Data to examine =

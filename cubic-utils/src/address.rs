//! Packed 64-bit addresses for cubes and columns.
//!
//! Layout of a cube address, most significant bit first:
//!
//! ```text
//!  63            42 41            20 19          0
//! +----------------+----------------+-------------+
//! |   x (22 bits)  |   z (22 bits)  | y (20 bits) |
//! +----------------+----------------+-------------+
//! ```
//!
//! Every field is stored offset-binary (`value + 2^(bits - 1)`), so comparing
//! two addresses as unsigned integers orders them by x, then z, then y. All
//! cubes of one column therefore form a single contiguous address range, and
//! a column address is exactly the upper 44 bits of any of its cube addresses.

use std::fmt::{self, Display};
use std::ops::RangeInclusive;

use thiserror::Error;

use crate::types::{ColumnPos, CubePos};

const X_BITS: u32 = 22;
const Z_BITS: u32 = 22;
const Y_BITS: u32 = 20;

const Y_SHIFT: u32 = 0;
const Z_SHIFT: u32 = Y_BITS;
const X_SHIFT: u32 = Y_BITS + Z_BITS;

/// Smallest addressable cube x or z coordinate.
pub const MIN_HORIZONTAL: i32 = -(1 << (X_BITS - 1));
/// Largest addressable cube x or z coordinate.
pub const MAX_HORIZONTAL: i32 = (1 << (X_BITS - 1)) - 1;
/// Smallest addressable cube y coordinate.
pub const MIN_VERTICAL: i32 = -(1 << (Y_BITS - 1));
/// Largest addressable cube y coordinate.
pub const MAX_VERTICAL: i32 = (1 << (Y_BITS - 1)) - 1;

/// An axis of a cube coordinate.
#[derive(Debug, Clone, Copy, PartialEq, Eq)]
pub enum Axis {
    /// East/west.
    X,
    /// Up/down.
    Y,
    /// North/south.
    Z,
}

impl Display for Axis {
    fn fmt(&self, f: &mut fmt::Formatter<'_>) -> fmt::Result {
        f.write_str(match self {
            Axis::X => "x",
            Axis::Y => "y",
            Axis::Z => "z",
        })
    }
}

/// Errors produced while packing coordinates.
#[derive(Debug, Clone, Copy, PartialEq, Eq, Error)]
pub enum AddressError {
    /// A coordinate does not fit in its field.
    #[error("cube {axis} coordinate {value} is outside the addressable range {min}..={max}")]
    OutOfRange {
        /// The offending axis.
        axis: Axis,
        /// The rejected value.
        value: i32,
        /// Lowest accepted value.
        min: i32,
        /// Highest accepted value.
        max: i32,
    },
}

/// A packed cube address.
#[derive(Debug, Clone, Copy, PartialEq, Eq, Hash, PartialOrd, Ord)]
pub struct CubeAddress(u64);

/// A packed column address.
#[derive(Debug, Clone, Copy, PartialEq, Eq, Hash, PartialOrd, Ord)]
pub struct ColumnAddress(u64);

fn pack(axis: Axis, value: i32, bits: u32) -> Result<u64, AddressError> {
    let min = -(1 << (bits - 1));
    let max = (1 << (bits - 1)) - 1;
    if !(min..=max).contains(&value) {
        return Err(AddressError::OutOfRange {
            axis,
            value,
            min,
            max,
        });
    }
    Ok((i64::from(value) - i64::from(min)) as u64)
}

fn unpack(raw: u64, shift: u32, bits: u32) -> i32 {
    let field = (raw >> shift) & ((1 << bits) - 1);
    (field as i64 - (1i64 << (bits - 1))) as i32
}

impl CubeAddress {
    /// Packs a cube position.
    pub fn encode(pos: CubePos) -> Result<Self, AddressError> {
        let x = pack(Axis::X, pos.x(), X_BITS)?;
        let y = pack(Axis::Y, pos.y(), Y_BITS)?;
        let z = pack(Axis::Z, pos.z(), Z_BITS)?;
        Ok(Self((x << X_SHIFT) | (z << Z_SHIFT) | (y << Y_SHIFT)))
    }

    /// Unpacks the cube position.
    #[must_use]
    pub fn decode(self) -> CubePos {
        CubePos::new(
            unpack(self.0, X_SHIFT, X_BITS),
            unpack(self.0, Y_SHIFT, Y_BITS),
            unpack(self.0, Z_SHIFT, Z_BITS),
        )
    }

    /// The address of the column holding this cube.
    #[must_use]
    pub const fn column(self) -> ColumnAddress {
        ColumnAddress(self.0 >> Z_SHIFT)
    }

    /// The raw packed value.
    #[must_use]
    pub const fn raw(self) -> u64 {
        self.0
    }

    /// Wraps an already packed value.
    #[must_use]
    pub const fn from_raw(raw: u64) -> Self {
        Self(raw)
    }
}

impl ColumnAddress {
    /// Packs a column position.
    pub fn encode(pos: ColumnPos) -> Result<Self, AddressError> {
        let x = pack(Axis::X, pos.x(), X_BITS)?;
        let z = pack(Axis::Z, pos.z(), Z_BITS)?;
        Ok(Self((x << Z_BITS) | z))
    }

    /// Unpacks the column position.
    #[must_use]
    pub fn decode(self) -> ColumnPos {
        ColumnPos::new(
            unpack(self.0, Z_BITS, X_BITS),
            unpack(self.0, 0, Z_BITS),
        )
    }

    /// The inclusive range of cube addresses inside this column.
    #[must_use]
    pub const fn cube_range(self) -> RangeInclusive<CubeAddress> {
        let base = self.0 << Z_SHIFT;
        CubeAddress(base)..=CubeAddress(base | ((1 << Y_BITS) - 1))
    }

    /// The raw packed value.
    #[must_use]
    pub const fn raw(self) -> u64 {
        self.0
    }

    /// Wraps an already packed value.
    #[must_use]
    pub const fn from_raw(raw: u64) -> Self {
        Self(raw)
    }
}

What to work on = Down to the last line, give the records again exactly.

Your response =
filename cubic-utils/src/address.rs
//! Packed 64-bit addresses for cubes and columns.
//!
//! Layout of a cube address, most significant bit first:
//!
//! ```text
//!  63            42 41            20 19          0
//! +----------------+----------------+-------------+
//! |   x (22 bits)  |   z (22 bits)  | y (20 bits) |
//! +----------------+----------------+-------------+
//! ```
//!
//! Every field is stored offset-binary (`value + 2^(bits - 1)`), so comparing
//! two addresses as unsigned integers orders them by x, then z, then y. All
//! cubes of one column therefore form a single contiguous address range, and
//! a column address is exactly the upper 44 bits of any of its cube addresses.

use std::fmt::{self, Display};
use std::ops::RangeInclusive;

use thiserror::Error;

use crate::types::{ColumnPos, CubePos};

const X_BITS: u32 = 22;
const Z_BITS: u32 = 22;
const Y_BITS: u32 = 20;

const Y_SHIFT: u32 = 0;
const Z_SHIFT: u32 = Y_BITS;
const X_SHIFT: u32 = Y_BITS + Z_BITS;

/// Smallest addressable cube x or z coordinate.
pub const MIN_HORIZONTAL: i32 = -(1 << (X_BITS - 1));
/// Largest addressable cube x or z coordinate.
pub const MAX_HORIZONTAL: i32 = (1 << (X_BITS - 1)) - 1;
/// Smallest addressable cube y coordinate.
pub const MIN_VERTICAL: i32 = -(1 << (Y_BITS - 1));
/// Largest addressable cube y coordinate.
pub const MAX_VERTICAL: i32 = (1 << (Y_BITS - 1)) - 1;

/// An axis of a cube coordinate.
#[derive(Debug, Clone, Copy, PartialEq, Eq)]
pub enum Axis {
    /// East/west.
    X,
    /// Up/down.
    Y,
    /// North/south.
    Z,
}

impl Display for Axis {
    fn fmt(&self, f: &mut fmt::Formatter<'_>) -> fmt::Result {
        f.write_str(match self {
            Axis::X => "x",
            Axis::Y => "y",
            Axis::Z => "z",
        })
    }
}

/// Errors produced while packing coordinates.
#[derive(Debug, Clone, Copy, PartialEq, Eq, Error)]
pub enum AddressError {
    /// A coordinate does not fit in its field.
    #[error("cube {axis} coordinate {value} is outside the addressable range {min}..={max}")]
    OutOfRange {
        /// The offending axis.
        axis: Axis,
        /// The rejected value.
        value: i32,
        /// Lowest accepted value.
        min: i32,
        /// Highest accepted value.
        max: i32,
    },
}

/// A packed cube address.
#[derive(Debug, Clone, Copy, PartialEq, Eq, Hash, PartialOrd, Ord)]
pub struct CubeAddress(u64);

/// A packed column address.
#[derive(Debug, Clone, Copy, PartialEq, Eq, Hash, PartialOrd, Ord)]
pub struct ColumnAddress(u64);

fn pack(axis: Axis, value: i32, bits: u32) -> Result<u64, AddressError> {
    let min = -(1 << (bits - 1));
    let max = (1 << (bits - 1)) - 1;
    if !(min..=max).contains(&value) {
        return Err(AddressError::OutOfRange {
            axis,
            value,
            min,
            max,
        });
    }
    Ok((i64::from(value) - i64::from(min)) as u64)
}

fn unpack(raw: u64, shift: u32, bits: u32) -> i32 {
    let field = (raw >> shift) & ((1 << bits) - 1);
    (field as i64 - (1i64 << (bits - 1))) as i32
}

impl CubeAddress {
    /// Packs a cube position.
    pub fn encode(pos: CubePos) -> Result<Self, AddressError> {
        let x = pack(Axis::X, pos.x(), X_BITS)?;
        let y = pack(Axis::Y, pos.y(), Y_BITS)?;
        let z = pack(Axis::Z, pos.z(), Z_BITS)?;
        Ok(Self((x << X_SHIFT) | (z << Z_SHIFT) | (y << Y_SHIFT)))
    }

    /// Unpacks the cube position.
    #[must_use]
    pub fn decode(self) -> CubePos {
        CubePos::new(
            unpack(self.0, X_SHIFT, X_BITS),
            unpack(self.0, Y_SHIFT, Y_BITS),
            unpack(self.0, Z_SHIFT, Z_BITS),
        )
    }

    /// The address of the column holding this cube.
    #[must_use]
    pub const fn column(self) -> ColumnAddress {
        ColumnAddress(self.0 >> Z_SHIFT)
    }

    /// The raw packed value.
    #[must_use]
    pub const fn raw(self) -> u64 {
        self.0
    }

    /// Wraps an already packed value.
    #[must_use]
    pub const fn from_raw(raw: u64) -> Self {
        Self(raw)
    }
}

impl ColumnAddress {
    /// Packs a column position.
    pub fn encode(pos: ColumnPos) -> Result<Self, AddressError> {
        let x = pack(Axis::X, pos.x(), X_BITS)?;
        let z = pack(Axis::Z, pos.z(), Z_BITS)?;
        Ok(Self((x << Z_BITS) | z))
    }

    /// Unpacks the column position.
    #[must_use]
    pub fn decode(self) -> ColumnPos {
        ColumnPos::new(
            unpack(self.0, Z_BITS, X_BITS),
            unpack(self.0, 0, Z_BITS),
        )
    }

    /// The inclusive range of cube addresses inside this column.
    #[must_use]
    pub const fn cube_range(self) -> RangeInclusive<CubeAddress> {
        let base = self.0 << Z_SHIFT;
        CubeAddress(base)..=CubeAddress(base | ((1 << Y_BITS) - 1))
    }

    /// The raw packed value.
    #[must_use]
    pub const fn raw(self) -> u64 {
        self.0
    }

    /// Wraps an already packed value.
    #[must_use]
    pub const fn from_raw(raw: u64) -> Self {
        Self(raw)
    }
}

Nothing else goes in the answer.